Rainer Schäfer Radikale Weine: Eine überraschende Facette des Douro
Auf seinem 900 Kilometer weiten Weg Richtung Atlantik hat sich der Douro im Norden Portugals tief in die Schiefer- und Granithügel hineingegraben. Halsbrecherisch türmen sich dort, im Douro-Tal, abertausende Rebterrassen über- und nebeneinander, von oben sehen sie aus wie die runzelige Haut eines gewaltigen Elefanten. Hier wachsen Dutzende von autochthonen Rebsorten mit schwer auszusprechenden Namen wie Alvarelhão, Coraçao de Galo oder Amor-Não-Me-Deixes.
„Es gibt keine schönere und dramatischere Weingegend“, sagt Dirk Niepoort, Jahrgang 1964, der charismatische Frontmann der portugiesischen Weinszene. Er leitet in fünfter Generation das Familienunternehmen, das 1842 vom Niederländer Franciscus Marius van der Niepoort gegründet wurde. Dirk Niepoort ist bekannt dafür, dass er nach vorne denkt, weit über seine eigenen Interessen hinaus.

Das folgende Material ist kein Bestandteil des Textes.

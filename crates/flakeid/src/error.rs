use core::fmt;

use crate::codec::DecodeError;

/// A result type defaulting to this crate's [`Error`].
pub type Result<T, E = Error> = core::result::Result<T, E>;

/// All error variants that `flakeid` can emit.
///
/// Construction-time problems surface as [`Error::InvalidArgument`] and
/// malformed compact strings as [`Error::Decode`]. Sequence exhaustion is not
/// an error: generators block (or report [`IdGenStatus::Pending`]) until the
/// clock advances.
///
/// [`IdGenStatus::Pending`]: crate::IdGenStatus::Pending
#[derive(Clone, Debug, PartialEq, Eq, Hash, thiserror::Error)]
#[non_exhaustive]
pub enum Error {
    /// A constructor or packer argument is out of range.
    #[error("invalid argument: {0}")]
    InvalidArgument(#[from] InvalidArgument),

    /// A compact string could not be decoded into a 64-bit identifier.
    #[error("decoding error: {0}")]
    Decode(#[from] DecodeError),

    /// The operation failed because the lock was **poisoned**.
    ///
    /// This occurs when a thread panics while holding the lock. When the
    /// `parking-lot` feature is enabled, mutexes do **not** poison, so this
    /// variant is not available.
    #[cfg_attr(docsrs, doc(cfg(not(feature = "parking-lot"))))]
    #[cfg(not(feature = "parking-lot"))]
    #[error("generator lock poisoned")]
    LockPoisoned,
}

/// The specific reason an argument was rejected.
#[derive(Clone, Debug, PartialEq, Eq, Hash, thiserror::Error)]
#[non_exhaustive]
pub enum InvalidArgument {
    /// The generator id does not fit in the layout's generator field.
    #[error("generator id must be between 0 (inclusive) and {limit} (exclusive), got {generator_id}")]
    GeneratorIdOutOfRange { generator_id: u64, limit: u128 },

    /// The epoch lies after the current wall-clock time.
    #[error("epoch must not be in the future (epoch: {epoch_ms} ms, now: {now_ms} ms)")]
    EpochInFuture { epoch_ms: u128, now_ms: u128 },

    /// The system clock reports a time before 1970-01-01 UTC.
    #[error("system clock is set before the UNIX epoch")]
    ClockBeforeUnixEpoch,

    /// The three field widths do not add up to 64 bits.
    #[error("bit widths must sum to 64, got {time_bits} + {generator_bits} + {sequence_bits} = {total}")]
    LayoutWidth {
        time_bits: u8,
        generator_bits: u8,
        sequence_bits: u8,
        total: u32,
    },

    /// A value is too wide for its field in the layout.
    #[error("{field} value {value} exceeds the maximum of {max}")]
    FieldOverflow { field: Field, value: u64, max: u64 },
}

/// One of the three bit fields of an identifier.
#[derive(Clone, Copy, Debug, PartialEq, Eq, Hash, PartialOrd, Ord)]
pub enum Field {
    Time,
    Generator,
    Sequence,
}

impl fmt::Display for Field {
    fn fmt(&self, f: &mut fmt::Formatter<'_>) -> fmt::Result {
        f.write_str(match self {
            Self::Time => "time",
            Self::Generator => "generator id",
            Self::Sequence => "sequence",
        })
    }
}

#[cfg(not(feature = "parking-lot"))]
use crate::generator::{MutexGuard, PoisonError};
#[cfg(not(feature = "parking-lot"))]
// Convert all poisoned lock errors to a simplified `LockPoisoned`
impl<T> From<PoisonError<MutexGuard<'_, T>>> for Error {
    fn from(_: PoisonError<MutexGuard<'_, T>>) -> Self {
        Self::LockPoisoned
    }
}
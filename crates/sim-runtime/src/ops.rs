//! Player transactions: upgrades and funding rounds.
//!
//! Every operation checks all of its preconditions before touching the
//! state, so a refusal leaves the state exactly as it was.

use rust_decimal::Decimal;
use sim_core::{CompanyState, FundingRound, Upgrade, UpgradeKind};
use sim_econ::{can_afford, format_currency, reduce_expenses, EconError};
use thiserror::Error;
use tracing::{debug, info};

/// Why a transaction was refused. The message is meant for the player.
#[derive(Debug, Error, Clone, PartialEq)]
pub enum TransactionError {
    #[error("Model not found.")]
    ModelNotFound,
    #[error("Research previous model first.")]
    Locked,
    #[error("Model already researched.")]
    AlreadyResearched,
    #[error("Another project is already training.")]
    AlreadyTraining,
    #[error("Insufficient cash.")]
    InsufficientCash,
    #[error("Insufficient compute capacity.")]
    InsufficientCompute,
    #[error("Upgrade already purchased.")]
    AlreadyPurchased,
    #[error("Funding already raised.")]
    AlreadyClaimed,
    #[error("Unknown upgrade.")]
    UnknownUpgrade,
    #[error("Unknown funding round.")]
    UnknownFundingRound,
    #[error("Transaction rejected: {0}")]
    Econ(#[from] EconError),
}

/// Buy `upgrade` once, paying its cost and applying its effects in the order
/// compute, energy, research, revenue, expenses.
pub fn purchase_upgrade(
    state: &mut CompanyState,
    upgrade: &Upgrade,
) -> Result<(), TransactionError> {
    if state.purchased_upgrades.contains(&upgrade.id) {
        debug!(upgrade = %upgrade.id, "upgrade already purchased");
        return Err(TransactionError::AlreadyPurchased);
    }
    if !can_afford(state.cash, upgrade.cost) {
        debug!(upgrade = %upgrade.id, cash = %state.cash, cost = %upgrade.cost, "cannot afford upgrade");
        return Err(TransactionError::InsufficientCash);
    }

    // Fallible arithmetic first; nothing below may fail.
    let fx = &upgrade.effects;
    let revenue = match fx.revenue_boost {
        Some(boost) => state
            .revenue_per_second
            .checked_add(boost)
            .ok_or(EconError::Overflow)?,
        None => state.revenue_per_second,
    };
    let expenses = match fx.expense_reduction {
        Some(reduction) => reduce_expenses(state.expenses_per_second, reduction)?,
        None => state.expenses_per_second,
    };

    state.cash -= upgrade.cost;
    state.purchased_upgrades.insert(upgrade.id.clone());
    if upgrade.kind == UpgradeKind::Partnerships {
        state.partnerships.insert(upgrade.id.clone());
    }
    state.push_news(&format!(
        "{} deployed, improving {} operations.",
        upgrade.name, upgrade.kind
    ));

    if let Some(gain) = fx.compute_gain {
        state.compute_capacity += gain;
    }
    if let Some(energy) = fx.energy_cost {
        state.energy_usage = (state.energy_usage + energy).max(0.0);
    }
    if let Some(boost) = fx.research_boost {
        state.research_speed += boost;
    }
    state.revenue_per_second = revenue;
    state.expenses_per_second = expenses;

    info!(upgrade = %upgrade.id, kind = %upgrade.kind, cash = %state.cash, "upgrade purchased");
    Ok(())
}

/// Claim a funding round once, adding its amount to cash and to lifetime
/// funding.
pub fn unlock_funding(
    state: &mut CompanyState,
    round: &FundingRound,
) -> Result<(), TransactionError> {
    if state.funding_claimed.contains(&round.id) {
        debug!(round = %round.id, "funding already claimed");
        return Err(TransactionError::AlreadyClaimed);
    }
    let cash = checked_add(state.cash, round.amount)?;
    let funding = checked_add(state.funding, round.amount)?;

    state.cash = cash;
    state.funding = funding;
    state.funding_claimed.insert(round.id.clone());
    state.push_news(&format!(
        "{} secured for {} ({}).",
        round.name,
        format_currency(round.amount),
        round.equity
    ));

    info!(round = %round.id, amount = %round.amount, "funding raised");
    Ok(())
}

fn checked_add(a: Decimal, b: Decimal) -> Result<Decimal, EconError> {
    a.checked_add(b).ok_or(EconError::Overflow)
}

So ist das Douro-Tal vor allem für seinen Port berühmt, den mit Branntwein aufgespriteten Dessertwein. Vor einigen Jahren begann Dirk Niepoort aber mit der Winzergruppe Douro Boys, die Möglichkeiten für Rotweine aus dem Douro-Tal auszureizen. Die wurden lange Zeit wie Port behandelt, die Trauben spät im Herbst überreif geerntet. „Ein Desaster“, sagt Niepoort. Im Tal könne es „höllisch heiß werden“, bei 45 Grad im Hochsommer entstehen alkoholschwere Weine, wenn die Trauben zu lange der Sonne ausgesetzt werden.
Niepoort will hingegen „präzise Weine“, er ist stets auf der Suche nach Frische, Finesse und Balance. Er erntet früh und hat Reben in hohen und nach Norden ausgerichteten Lagen angepflanzt, um Überreife zu vermeiden. Die Trauben für seine besten Weine werden in den traditionellen Lagares, geräumigen Becken aus Granit, mit den Füßen gepresst – noch immer die gefühlvollste Methode, um Farbe und Gerbstoffe aus den Trauben zu lösen. Als Niepoort anfing, seinen Weinstil zu entwickeln, habe man ihn noch ausgelacht, erzählt er. Inzwischen ist um ihn eine Bewegung entstanden, The New Douro, die neben großartigen Roten auch bemerkenswerte Weißweine erzeugt.
Wie etwa den Redoma Branco. Gekeltert aus den Rebsorten Arinto, Codega do Larinho, Donzelinho, Rabigato und Viosinho ist er ein idealtypischer Vertreter von Niepoorts neuer Weißwein-Generation: Er stammt von alten Rebstöcken, die in über 500 Meter Höhe auf Glimmerschieferböden wachsen, ausgebaut wurde er in Fässern aus französischer Eiche.
Redoma Branco 2017, 16,50 Euro, Bezug über www.gute-weine.de
Der Redoma Branco ist ein ausdrucksstarker und intensiver Wein, der nach Orange, Limette und Minze riecht. Er zeigt eine neue und überraschende Facette des Douro.